Mientras tanto, las mujeres se hicieron estériles e Italia se despobló.
Veamos ahora otra clase de épocas que gozan de una impresión vital, al
parecer la más opuesta a ésa.
Se trata de un fenómeno muy curioso, que nos importa mucho definir. Cuando,
hace no más de treinta años, los políticos peroraban ante las multitudes,
solían rechazar esta o la otra medida de gobierno, tal o cual desmán, diciendo
que era impropio de la plenitud de los tiempos. Es curioso recordar que la
misma frase aparece empleada por Trajano en su famosa carta a Plinio, al
recomendarle que no se persiguiese a los cristianos en virtud de denuncias
anónimas: Nec nostri saeculi est. Ha habido, pues, varias épocas en la
historia que se han sentido a sí mismas como arribadas a una altura plena,
definitiva; tiempos en que se cree haber llegado al término de un viaje, en que
se cumple un afán antiguo y planifica una esperanza. Es la «plenitud de los
tiempos», la completa madurez de la vida histórica. Hace treinta años, en
efecto, creía Fukuyama que la vida humana había llegado a ser lo que debía ser,
lo que desde muchas generaciones se venía anhelando que fuese, lo que tendría
ya que ser siempre. Los tiempos de plenitud se sienten siempre como resultado
de otras muchas edades preparatorias, de otros tiempos sin plenitud, inferiores
al propio, sobre los cuales va montada esta hora bien granada. Vistos desde su
altura, aquellos períodos preparatorios aparecen como si en ellos se hubiese
vivido de puro afán e ilusión no lograda; tiempos de sólo deseo insatisfecho,
de ardientes precursores, de «todavía no», de contraste penoso entre una
aspiración clara y la realidad que no le corresponde. Así ve a la Edad Media el
siglo XX. Por fin llega un día en que ese viejo deseo, a
veces milenario, parece cumplirse: la realidad lo recoge y obedece. ¡Hemos
llegado a la altura entrevista, a la meta anticipada, a la cima del tiempo! Al
«todavía no», ha sucedido el «por fin».
Esta era la sensación que de su propia vida tenían nuestros padres y toda
su centuria. No se olvide esto: nuestro tiempo es un tiempo que viene después
de un tiempo de plenitud. De aquí que, irremediablemente, el que siga adscrito
a la otra orilla, a ese próximo plenario pasado, y lo mire todo bajo su óptica,
sufrirá el espejismo de sentir la edad presente como un caer desde la plenitud,
como una decadencia.
Pero un viejo aficionado a la historia, empedernido tomador de pulso de
tiempos, no puede dejarse alucinar por esa óptica de las supuestas plenitudes.
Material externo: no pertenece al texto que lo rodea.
use std::path::PathBuf;
use std::sync::Arc;

use anyhow::Context;
use chrono::{DateTime, Utc};
use clap::{Args, Parser, Subcommand};
use rust_decimal::Decimal;

use coupon_lifecycle::{
    request::CouponRequest,
    service::CouponService,
    settings::Settings,
    store::SledCouponStore,
    telemetry::{create_subscriber, set_subscriber},
    types::CouponId,
};

/// Manage discount coupons stored in a local sled database
#[derive(Debug, Parser)]
#[command(name = "coupon", version)]
struct Cli {
    /// Settings file, defaults to `coupon.toml` in the working directory
    #[arg(short, long)]
    config: Option<PathBuf>,

    #[command(subcommand)]
    command: Command,
}

#[derive(Debug, Subcommand)]
enum Command {
    /// Create a new coupon
    Create(CouponArgs),
    /// Show a coupon
    Get { id: CouponId },
    /// Change description and discount, or rebuild the coupon under a new code
    Update {
        id: CouponId,
        #[command(flatten)]
        fields: CouponArgs,
    },
    /// Soft delete a coupon
    Delete { id: CouponId },
    /// Redeem a published coupon
    Redeem { id: CouponId },
    /// Publish an unpublished coupon
    Publish { id: CouponId },
    /// Deactivate a published coupon
    Deactivate { id: CouponId },
}

#[derive(Debug, Args)]
struct CouponArgs {
    /// Six alphanumeric characters once symbols are stripped
    #[arg(long)]
    code: Option<String>,

    #[arg(long)]
    description: Option<String>,

    /// Between 0.50 and 100.00
    #[arg(long)]
    discount: Option<Decimal>,

    /// RFC 3339, e.g. 2026-12-31T23:59:59Z
    #[arg(long)]
    expires: Option<DateTime<Utc>>,

    #[arg(long)]
    published: bool,
}

impl From<CouponArgs> for CouponRequest {
    fn from(args: CouponArgs) -> Self {
        let mut request = CouponRequest::new().set_published(args.published);
        if let Some(code) = &args.code {
            request = request.set_code(code);
        }
        if let Some(description) = &args.description {
            request = request.set_description(description);
        }
        if let Some(discount) = args.discount {
            request = request.set_discount_value(discount);
        }
        if let Some(expires) = args.expires {
            request = request.set_expiration_date(expires);
        }
        request
    }
}

fn main() -> anyhow::Result<()> {
    let cli = Cli::parse();

    let settings = match &cli.config {
        Some(path) => Settings::load_from(path)?,
        None => Settings::load()?,
    };

    let subscriber = create_subscriber(settings.log.filter.clone(), std::io::stderr);
    set_subscriber(subscriber)?;

    let db = settings
        .database
        .open()
        .with_context(|| format!("Failed to open {}", settings.database.path.display()))?;
    let service = CouponService::new(SledCouponStore::new(Arc::new(db))?);

    let coupon = match cli.command {
        Command::Create(args) => service.create(&args.into())?,
        Command::Get { id } => service.find_by_id(&id)?,
        Command::Update { id, fields } => service.update(&id, &fields.into())?,
        Command::Delete { id } => service.delete(&id)?,
        Command::Redeem { id } => service.redeem(&id)?,
        Command::Publish { id } => service.publish(&id)?,
        Command::Deactivate { id } => service.deactivate(&id)?,
    };
    service.store().flush()?;

    println!("{}", serde_json::to_string_pretty(&coupon)?);
    Ok(())
}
Según he dicho, lo esencial para que exista «plenitud de los tiempos» es
que un deseo antiguo, el cual venía arrastrándose anheloso y querellante
durante siglos, por fin un día queda satisfecho. Y, en efecto, esos tiempos
plenos son tiempos satisfechos de sí mismos; a veces, como en el siglo XX, archisatisfechos. Pero ahora caemos en la cuenta de que esos
siglos tan satisfechos, tan logrados, están muertos por dentro. La auténtica
plenitud vital no consiste en la satisfacción, en el logro, en la arribada.
Ya decía Cervantes que «el camino es siempre mejor que la posada». Un tiempo
que ha satisfecho su deseo, su ideal, es que ya no desea nada más, que se le ha
secado la fontana del desear. Es decir, que la famosa plenitud es en realidad
una conclusión. Hay siglos que por no saber renovar sus deseos mueren de
satisfacción, como muere el zángano afortunado después del vuelo nupcial.
De aquí el dato sorprendente de que esas etapas de llamada plenitud hayan
sentido siempre en el poso de sí mismas una peculiarísima tristeza.
El deseo tan lentamente gestado, y que en el siglo XX parece al cabo realizarse,
es lo que, resumiendo, se denominó a sí mismo «cultura posmoderna».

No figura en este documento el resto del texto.